Du temps du mur de Berlin, les marionnettistes populaires recevaient un accueil glacial en Tchécoslovaquie. Anton Anderle, qui venait d’une famille où ce métier était transmis de génération en génération, devait se considérer comme amateur. Il n’avait pas le droit de se produire à l’étranger. Hetty l’a vu jouer à Prague, elle l’a trouvé fabuleux ! Quand Hetty a appris qu’il y aurait un festival international du théâtre de marionnettes populaires en Autriche, elle a fortement recommandé à l’organisateur d’inviter Anderle et celui-ci a obtenu pour la première fois l’autorisation de son gouvernement d’y participer ! Hetty était présente lors de sa représentation en Autriche et a reçu, en guise de remerciement à l’issue de la représentation, la marionnette principale : Gasparko.
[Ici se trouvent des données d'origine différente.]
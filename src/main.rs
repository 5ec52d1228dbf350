use std::io::Read;
use std::net::SocketAddr;
use std::path::PathBuf;
use std::sync::Arc;
use std::time::Duration;

use clap::Parser;
use tracing_subscriber::EnvFilter;

use convoy::agent::Agent;
use convoy::config::{
    default_node_name, load_variables, parse_variable, AgentConfig, ServiceManager, StoreConfig,
    TimeoutConfig,
};
use convoy::dispatch::{PushOutcome, Trigger, UpstreamEvent};
use convoy::operation::OperationRegistry;
use convoy::schedule::Schedule;
use convoy::shutdown::install_shutdown_handler;
use convoy::store::ConsulStore;

#[derive(Parser, Debug)]
#[command(name = "convoy")]
#[command(version)]
#[command(about = "Fleet-wide task orchestrator coordinated through a shared KV store")]
#[command(propagate_version = true)]
struct Args {
    #[command(flatten)]
    store: StoreArgs,

    /// Log at debug level unless RUST_LOG says otherwise
    #[arg(long, global = true, env = "CONVOY_DEBUG")]
    debug: bool,

    #[command(subcommand)]
    command: Commands,
}

#[derive(clap::Subcommand, Debug)]
enum Commands {
    /// Run the polling loop and watchdog on this node
    Agent(AgentArgs),

    /// Push an upstream trigger onto the event queue
    Push(PushArgs),

    /// Run every event with this name on this node right now
    Dispatch {
        /// Event name
        name: String,

        #[command(flatten)]
        node: NodeArgs,
    },
}

// =============================================================================
// Shared Arguments
// =============================================================================

#[derive(Parser, Debug)]
struct StoreArgs {
    /// Consul HTTP API address
    #[arg(long, global = true, env = "CONVOY_CONSUL_ADDRESS", default_value = "127.0.0.1:8500")]
    consul_address: String,

    /// http or https
    #[arg(long, global = true, env = "CONVOY_CONSUL_SCHEME", default_value = "http")]
    consul_scheme: String,

    /// Consul ACL token
    #[arg(long, global = true, env = "CONVOY_CONSUL_TOKEN")]
    consul_token: Option<String>,

    /// Accept invalid TLS certificates from Consul
    #[arg(long, global = true, env = "CONVOY_INSECURE_SKIP_VERIFY")]
    insecure_skip_verify: bool,

    /// Key prefix for queues, locks and results
    #[arg(long, global = true, env = "CONVOY_PREFIX", default_value = "convoy")]
    prefix: String,

    /// Shared secret triggers must carry as payload
    #[arg(long, global = true, env = "CONVOY_SECRET")]
    secret: Option<String>,
}

impl StoreArgs {
    fn store_config(&self) -> StoreConfig {
        StoreConfig {
            address: self.consul_address.clone(),
            scheme: self.consul_scheme.clone(),
            token: self.consul_token.clone(),
            insecure_skip_verify: self.insecure_skip_verify,
        }
    }
}

#[derive(Parser, Debug)]
struct NodeArgs {
    /// Node name as registered in the catalog (default: hostname)
    #[arg(long, env = "CONVOY_NODE")]
    node: Option<String>,

    /// Roles of this node, comma separated
    #[arg(long, env = "CONVOY_ROLE", value_delimiter = ',')]
    role: Vec<String>,

    /// Pattern files to load
    #[arg(long = "pattern", short = 'p', env = "CONVOY_PATTERNS", value_delimiter = ',')]
    patterns: Vec<PathBuf>,

    /// User variable as key=value, may be repeated
    #[arg(long = "var")]
    vars: Vec<String>,

    /// YAML or JSON file of user variables
    #[arg(long, env = "CONVOY_VARS_FILE")]
    vars_file: Option<PathBuf>,

    /// init or systemd
    #[arg(long, env = "CONVOY_SERVICE_MANAGER", default_value = "init")]
    service_manager: String,
}

#[derive(Parser, Debug)]
struct AgentArgs {
    #[command(flatten)]
    node: NodeArgs,

    /// Skip task instances no node matches instead of timing them out
    #[arg(long, env = "CONVOY_SKIPPABLE", default_value_t = true, action = clap::ArgAction::Set)]
    skippable: bool,

    /// Polling interval in milliseconds
    #[arg(long, env = "CONVOY_INTERVAL_MS", default_value = "1000")]
    interval_ms: u64,

    /// Seconds a head instance may wait for any node to start it
    #[arg(long, env = "CONVOY_START_TIMEOUT", default_value = "120")]
    start_timeout: u64,

    /// Seconds a started head instance may run
    #[arg(long, env = "CONVOY_RUN_TIMEOUT", default_value = "3600")]
    run_timeout: u64,

    /// Port for the read-only status API (optional)
    #[arg(long, env = "CONVOY_STATUS_PORT")]
    status_port: Option<u16>,
}

#[derive(Parser, Debug)]
struct PushArgs {
    /// Event name
    #[arg(required_unless_present = "stdin")]
    name: Option<String>,

    /// Upstream ID (default: random)
    #[arg(long)]
    id: Option<String>,

    /// Payload carried with the trigger
    #[arg(long)]
    payload: Option<String>,

    /// Read a JSON array of Consul events from stdin
    #[arg(long, conflicts_with_all = ["name", "id", "payload"])]
    stdin: bool,
}

// =============================================================================
// Configuration
// =============================================================================

fn agent_config(
    args: &NodeArgs,
    store: &StoreArgs,
) -> Result<AgentConfig, Box<dyn std::error::Error>> {
    let mut config = AgentConfig::new(args.node.clone().unwrap_or_else(default_node_name));
    config.key_prefix = store.prefix.clone();
    config.roles = args.role.iter().filter(|r| !r.is_empty()).cloned().collect();
    config.pattern_files = args.patterns.clone();
    config.service_manager = args.service_manager.parse::<ServiceManager>()?;
    config.shared_secret = store.secret.clone();

    if let Some(path) = &args.vars_file {
        config.variables = load_variables(path)?;
    }
    for var in &args.vars {
        let (key, value) = parse_variable(var)?;
        config.variables.insert(key, value);
    }
    Ok(config)
}

fn build_agent(
    config: AgentConfig,
    store: &StoreArgs,
) -> Result<Agent, Box<dyn std::error::Error>> {
    let schedule = Schedule::load(&config.pattern_files, &OperationRegistry::builtin())?;
    let consul = Arc::new(ConsulStore::new(&store.store_config())?);
    Ok(Agent::new(
        config,
        consul.clone(),
        consul.clone(),
        consul,
        Arc::new(schedule),
    ))
}

// =============================================================================
// Command Handlers
// =============================================================================

async fn run_agent(args: AgentArgs, store: StoreArgs) -> Result<(), Box<dyn std::error::Error>> {
    let mut config = agent_config(&args.node, &store)?;
    config.skippable = args.skippable;
    config.poll_interval = Duration::from_millis(args.interval_ms.max(1));
    config.timeouts = TimeoutConfig {
        start: Duration::from_secs(args.start_timeout),
        run: Duration::from_secs(args.run_timeout),
    };
    config.status_addr = match args.status_port {
        Some(p) => Some(format!("0.0.0.0:{}", p).parse::<SocketAddr>()?),
        None => None,
    };

    tracing::info!(
        node = %config.node,
        roles = ?config.roles,
        patterns = ?config.pattern_files,
        consul = %store.consul_address,
        status_addr = ?config.status_addr,
        "Starting convoy agent"
    );

    let agent = Arc::new(build_agent(config, &store)?);
    let shutdown = install_shutdown_handler()?;
    agent.run(shutdown).await?;
    Ok(())
}

async fn run_push(args: PushArgs, store: StoreArgs) -> Result<(), Box<dyn std::error::Error>> {
    let config = AgentConfig {
        key_prefix: store.prefix.clone(),
        shared_secret: store.secret.clone(),
        ..AgentConfig::default()
    };
    let agent = build_agent(config, &store)?;

    let triggers = if args.stdin {
        let mut input = String::new();
        std::io::stdin().read_to_string(&mut input)?;
        if input.trim().is_empty() {
            Vec::new()
        } else {
            serde_json::from_str::<Vec<UpstreamEvent>>(&input)?
                .into_iter()
                .map(UpstreamEvent::into_trigger)
                .collect::<Result<Vec<_>, _>>()?
        }
    } else {
        let name = args.name.ok_or("Event name is required")?;
        let mut trigger = Trigger::new(name);
        if let Some(id) = args.id {
            trigger = trigger.with_id(id);
        }
        if let Some(payload) = args.payload.or_else(|| store.secret.clone()) {
            trigger = trigger.with_payload(payload);
        }
        vec![trigger]
    };

    for trigger in triggers {
        match agent.dispatcher().push(trigger.clone()).await? {
            PushOutcome::Queued => println!("Pushed event {} (ID: {})", trigger.name, trigger.id),
            PushOutcome::Duplicate => println!("Event was already registered (ID: {})", trigger.id),
            PushOutcome::Rejected => println!("Event was rejected (ID: {})", trigger.id),
        }
    }
    Ok(())
}

async fn run_dispatch(
    name: String,
    node: NodeArgs,
    store: StoreArgs,
) -> Result<(), Box<dyn std::error::Error>> {
    let config = agent_config(&node, &store)?;
    let agent = build_agent(config, &store)?;
    agent.dispatch_local(&name).await?;
    Ok(())
}

// =============================================================================
// Main Entry Point
// =============================================================================

#[tokio::main]
async fn main() -> Result<(), Box<dyn std::error::Error>> {
    let args = Args::parse();

    let default_level = if args.debug { "debug" } else { "info" };
    tracing_subscriber::fmt()
        .with_env_filter(
            EnvFilter::try_from_default_env().unwrap_or_else(|_| EnvFilter::new(default_level)),
        )
        .init();

    match args.command {
        Commands::Agent(agent_args) => run_agent(agent_args, args.store).await?,
        Commands::Push(push_args) => run_push(push_args, args.store).await?,
        Commands::Dispatch { name, node } => run_dispatch(name, node, args.store).await?,
    }

    Ok(())
}
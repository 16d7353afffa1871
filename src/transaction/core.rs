//! Defines the core data model and database queries for transactions.
//!
//! Amounts are stored as signed integer cents: negative amounts are money
//! leaving the account, positive amounts are money coming in. No row ever
//! stores a fractional cent.

use std::str::FromStr;

use chrono::NaiveDate;
use rusqlite::{Connection, Row, named_params, params};
use serde::{Deserialize, Serialize};

use crate::{
    Error,
    database_id::{DatabaseID, TransactionID},
};

// ============================================================================
// MODELS
// ============================================================================

/// What a transaction row represents.
#[derive(Debug, Clone, Copy, PartialEq, Eq, Serialize, Deserialize)]
#[serde(rename_all = "snake_case")]
pub enum TransactionKind {
    /// A real posted transaction.
    Actual,
    /// A projected row synthesized from a recurring template, never persisted.
    Forecast,
    /// A manual correction aligning the ledger with a statement balance.
    BalanceAdjustment,
    /// One side of a linked transfer pair.
    Transfer,
}

impl TransactionKind {
    /// The text stored in the database for this kind.
    pub fn as_str(&self) -> &'static str {
        match self {
            Self::Actual => "actual",
            Self::Forecast => "forecast",
            Self::BalanceAdjustment => "balance_adjustment",
            Self::Transfer => "transfer",
        }
    }
}

impl Default for TransactionKind {
    fn default() -> Self {
        Self::Actual
    }
}

impl FromStr for TransactionKind {
    type Err = String;

    fn from_str(text: &str) -> Result<Self, Self::Err> {
        match text {
            "actual" => Ok(Self::Actual),
            "forecast" => Ok(Self::Forecast),
            "balance_adjustment" => Ok(Self::BalanceAdjustment),
            "transfer" => Ok(Self::Transfer),
            _ => Err(format!("unknown transaction kind '{text}'")),
        }
    }
}

/// How a transaction row came into existence.
#[derive(Debug, Clone, Copy, PartialEq, Eq, Serialize, Deserialize)]
#[serde(rename_all = "snake_case")]
pub enum TransactionSource {
    /// Entered by hand.
    Manual,
    /// Imported from a CSV bank export.
    ImportCsv,
    /// Imported from an OFX/QFX bank export.
    ImportQfx,
    /// Created by the system, e.g. the mirrored half of a converted transfer.
    System,
}

impl TransactionSource {
    /// The text stored in the database for this source.
    pub fn as_str(&self) -> &'static str {
        match self {
            Self::Manual => "manual",
            Self::ImportCsv => "import_csv",
            Self::ImportQfx => "import_qfx",
            Self::System => "system",
        }
    }
}

impl Default for TransactionSource {
    fn default() -> Self {
        Self::Manual
    }
}

impl FromStr for TransactionSource {
    type Err = String;

    fn from_str(text: &str) -> Result<Self, Self::Err> {
        match text {
            "manual" => Ok(Self::Manual),
            "import_csv" => Ok(Self::ImportCsv),
            "import_qfx" => Ok(Self::ImportQfx),
            "system" => Ok(Self::System),
            _ => Err(format!("unknown transaction source '{text}'")),
        }
    }
}
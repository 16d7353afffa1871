//! Defines the core data model and database queries for payees.
//!
//! A payee is a canonical name for the other party of a transaction, paired
//! with the match rules that map raw bank payee text onto it.

use rusqlite::{Connection, Row, named_params};
use serde::{Deserialize, Serialize};

use crate::{Error, database_id::DatabaseID};

// ============================================================================
// MODELS
// ============================================================================

/// A single rule for matching raw bank payee text.
///
/// All rule types compare case-insensitively. A rule with an empty pattern
/// never matches.
#[derive(Debug, Clone, PartialEq, Serialize, Deserialize)]
#[serde(tag = "type", rename_all = "snake_case")]
pub enum MatchRule {
    /// The raw text starts with the pattern.
    StartsWith {
        /// The text to match.
        pattern: String,
    },
    /// The raw text contains the pattern.
    Contains {
        /// The text to match.
        pattern: String,
    },
    /// The raw text equals the pattern.
    Exact {
        /// The text to match.
        pattern: String,
    },
    /// The raw text matches the regular expression.
    Regex {
        /// The regular expression to match. A pattern that fails to compile
        /// matches nothing.
        pattern: String,
    },
}

impl MatchRule {
    /// The pattern text of this rule.
    pub fn pattern(&self) -> &str {
        match self {
            Self::StartsWith { pattern }
            | Self::Contains { pattern }
            | Self::Exact { pattern }
            | Self::Regex { pattern } => pattern,
        }
    }
}

/// A named payee with the rules for recognising it in raw bank payee text.
#[derive(Debug, Clone, PartialEq, Serialize, Deserialize)]
pub struct Payee {
    /// The ID of the payee.
    pub id: DatabaseID,
    /// The payee's canonical name, unique within the book.
    pub name: String,
    /// The rules for matching raw payee text, tried in order.
    pub match_patterns: Vec<MatchRule>,
    /// The category suggested for this payee's transactions.
    pub default_category_id: Option<DatabaseID>,
}

/// The data for creating or updating a payee.
#[derive(Debug, Clone, PartialEq, Serialize, Deserialize)]
pub struct PayeeData {
    /// The payee's canonical name, unique within the book.
    pub name: String,
    /// The rules for matching raw payee text, tried in order.
    #[serde(default)]
    pub match_patterns: Vec<MatchRule>,
    /// The category suggested for this payee's transactions.
    #[serde(default)]
    pub default_category_id: Option<DatabaseID>,
}

// ============================================================================
// DATABASE FUNCTIONS
// ============================================================================

/// Create the payee table in the database.
///
/// # Errors
/// Returns an [Error::SqlError] if there was an SQL error.
pub fn create_payee_table(connection: &Connection) -> Result<(), Error> {
    connection.execute(
        "CREATE TABLE IF NOT EXISTS payee (
            id INTEGER PRIMARY KEY AUTOINCREMENT,
            name TEXT NOT NULL UNIQUE,
            match_patterns TEXT NOT NULL DEFAULT '[]',
            default_category_id INTEGER REFERENCES category(id)
                ON UPDATE CASCADE
                ON DELETE SET NULL
        )",
        (),
    )?;

    Ok(())
}

/// Create a new payee in the database.
///
/// # Errors
/// This function will return a:
/// - [Error::DuplicatePayeeName] if a payee named `data.name` already exists,
/// - [Error::InvalidCategory] if `data.default_category_id` does not refer to
///   a valid category,
/// - or [Error::SqlError] if there is some other SQL error.
pub fn create_payee(data: PayeeData, connection: &Connection) -> Result<Payee, Error> {
    let match_patterns = serde_json::to_string(&data.match_patterns)?;

    let payee = connection
        .prepare(
            "INSERT INTO payee (name, match_patterns, default_category_id)
             VALUES (?1, ?2, ?3)
             RETURNING id, name, match_patterns, default_category_id",
        )?
        .query_row(
            (&data.name, &match_patterns, data.default_category_id),
            map_row_to_payee,
        )
        .map_err(|error| match error {
            rusqlite::Error::SqliteFailure(
                rusqlite::ffi::Error {
                    code: _,
                    extended_code: rusqlite::ffi::SQLITE_CONSTRAINT_UNIQUE,
                },
                _,
            ) => Error::DuplicatePayeeName(data.name.clone()),
            rusqlite::Error::SqliteFailure(
                rusqlite::ffi::Error {
                    code: _,
                    extended_code: rusqlite::ffi::SQLITE_CONSTRAINT_FOREIGNKEY,
                },
                _,
            ) => Error::InvalidCategory(data.default_category_id),
            error => error.into(),
        })?;

    Ok(payee)
}

/// Retrieve the payee with the ID `id`.
///
/// # Errors
/// This function will return a:
/// - [Error::NotFound] if `id` does not refer to a valid payee,
/// - or [Error::SqlError] if there is some other SQL error.
pub fn get_payee(id: DatabaseID, connection: &Connection) -> Result<Payee, Error> {
    connection
        .prepare(
            "SELECT id, name, match_patterns, default_category_id FROM payee WHERE id = :id",
        )?
        .query_one(&[(":id", &id)], map_row_to_payee)
        .map_err(Error::from)
}

/// Retrieve all payees, ordered by ID.
///
/// The ID order is the order the matcher tries payees in, so re-running a
/// match always produces the same winner.
///
/// # Errors
/// Returns an [Error::SqlError] if there was an SQL error.
pub fn get_all_payees(connection: &Connection) -> Result<Vec<Payee>, Error> {
    connection
        .prepare("SELECT id, name, match_patterns, default_category_id FROM payee ORDER BY id")?
        .query_map([], map_row_to_payee)?
        .collect::<Result<Vec<_>, _>>()
        .map_err(Error::from)
}

/// Replace the payee `id` with `data`.
///
/// # Errors
/// This function will return a:
/// - [Error::UpdateMissingPayee] if `id` does not refer to a valid payee,
/// - [Error::DuplicatePayeeName] if another payee is already named
///   `data.name`,
/// - [Error::InvalidCategory] if `data.default_category_id` does not refer to
///   a valid category,
/// - or [Error::SqlError] if there is some other SQL error.
pub fn update_payee(
    id: DatabaseID,
    data: PayeeData,
    connection: &Connection,
) -> Result<Payee, Error> {
    let match_patterns = serde_json::to_string(&data.match_patterns)?;

    let rows_updated = connection
        .execute(
            "UPDATE payee
             SET name = :name, match_patterns = :match_patterns,
                 default_category_id = :default_category_id
             WHERE id = :id",
            named_params! {
                ":name": data.name,
                ":match_patterns": match_patterns,
                ":default_category_id": data.default_category_id,
                ":id": id,
            },
        )
        .map_err(|error| match error {
            rusqlite::Error::SqliteFailure(
                rusqlite::ffi::Error {
                    code: _,
                    extended_code: rusqlite::ffi::SQLITE_CONSTRAINT_UNIQUE,
                },
                _,
            ) => Error::DuplicatePayeeName(data.name.clone()),
            rusqlite::Error::SqliteFailure(
                rusqlite::ffi::Error {
                    code: _,
                    extended_code: rusqlite::ffi::SQLITE_CONSTRAINT_FOREIGNKEY,
                },
                _,
            ) => Error::InvalidCategory(data.default_category_id),
            error => error.into(),
        })?;

    if rows_updated == 0 {
        return Err(Error::UpdateMissingPayee);
    }

    get_payee(id, connection)
}

/// Delete the payee with the ID `id`, along with its recurring template if it
/// has one.
///
/// # Errors
/// This function will return a:
/// - [Error::DeleteMissingPayee] if `id` does not refer to a valid payee,
/// - or [Error::SqlError] if there is some other SQL error.
pub fn delete_payee(id: DatabaseID, connection: &Connection) -> Result<(), Error> {
    crate::forecast::delete_templates_for_payee(id, connection)?;

    let rows_deleted = connection.execute("DELETE FROM payee WHERE id = ?1", (id,))?;

    if rows_deleted == 0 {
        return Err(Error::DeleteMissingPayee);
    }

    Ok(())
}

/// Convert a database row into a [Payee].
///
/// # Errors
/// Returns a [rusqlite::Error] if a column is missing, has an unexpected
/// type, or holds match patterns that are not valid JSON.
pub fn map_row_to_payee(row: &Row) -> Result<Payee, rusqlite::Error> {
    let id = row.get(0)?;
    let name = row.get(1)?;
    let raw_patterns: String = row.get(2)?;
    let match_patterns = serde_json::from_str(&raw_patterns).map_err(|error| {
        rusqlite::Error::FromSqlConversionFailure(2, rusqlite::types::Type::Text, Box::new(error))
    })?;
    let default_category_id = row.get(3)?;

    Ok(Payee {
        id,
        name,
        match_patterns,
        default_category_id,
    })
}

// ============================================================================
// TESTS
// ============================================================================
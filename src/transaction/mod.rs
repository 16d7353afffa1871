mod core;
mod endpoints;

pub use core::{
    TRANSACTION_COLUMNS, Transaction, TransactionBuilder, TransactionKind, TransactionSource,
    UpdateTransaction, count_transactions, create_transaction, create_transaction_table,
    delete_transaction, get_latest_transaction_by_display_name, get_recent_amount_cents,
    get_transaction, list_transactions, map_row_to_transaction, update_transaction,
};
pub use endpoints::{
    CreateTransactionRequest, TransactionFilter, TransactionState, create_transaction_endpoint,
    delete_transaction_endpoint, get_transaction_endpoint, get_transactions_endpoint,
    update_transaction_endpoint,
};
Un an plus tard, Anderle lui fit cadeau de Zabinka, la femme de Gasparko. Nous avons pu voir combien elle prenait un tendre soin de ces magnifiques marionnettes.

Voilà comment faire !

Hetty Pearl

Hetty montre Gasparko et Zabinka qui pendent chez elle au mur

“Lors d’un symposium à Charleville Mézières sur le théâtre de marionnettes populaires, il y a eu une vive discussion sur la symbolique sous-jacente du jeu. Le personnage principal représente l’homme de la rue, les autres personnages sont des parties de son “moi” qui sont placées hors de lui-même et qui doivent être combattues. Le personnage principal se joue de la main droite, les adversaires de la main gauche. Ils entrent en scène l’un après l’autre. Le personnage principal, chez nous Jan Klaassen, les affronte : la mort, le général, le bourreau, Katrijn sont tous des reflets de lui-même avec lesquels il engage le combat de la vie. Voilà comment faire !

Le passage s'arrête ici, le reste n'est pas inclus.